How to complete this task: Which lines below contain "String"? Pull them out.

***

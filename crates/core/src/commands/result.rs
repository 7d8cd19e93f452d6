/// Whether the command did its work or was called off by the user.
#[derive(Debug, Clone, Copy, PartialEq, Eq)]
pub enum Outcome {
    Completed,
    Cancelled,
}

/// What a command reports back to the shell.
#[derive(Debug, Clone, PartialEq, Eq)]
pub struct CommandResult {
    pub feedback: String,
    pub show_help: bool,
    pub show_metrics: bool,
    pub exit: bool,
    pub outcome: Outcome,
}

impl CommandResult {
    #[must_use]
    pub fn completed(feedback: impl Into<String>) -> Self {
        Self {
            feedback: feedback.into(),
            show_help: false,
            show_metrics: false,
            exit: false,
            outcome: Outcome::Completed,
        }
    }

    #[must_use]
    pub fn cancelled(feedback: impl Into<String>) -> Self {
        Self {
            outcome: Outcome::Cancelled,
            ..Self::completed(feedback)
        }
    }

    #[must_use]
    pub fn is_cancelled(&self) -> bool {
        self.outcome == Outcome::Cancelled
    }
}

***

Written response:
    pub feedback: String,
    pub fn completed(feedback: impl Into<String>) -> Self {
    pub fn cancelled(feedback: impl Into<String>) -> Self {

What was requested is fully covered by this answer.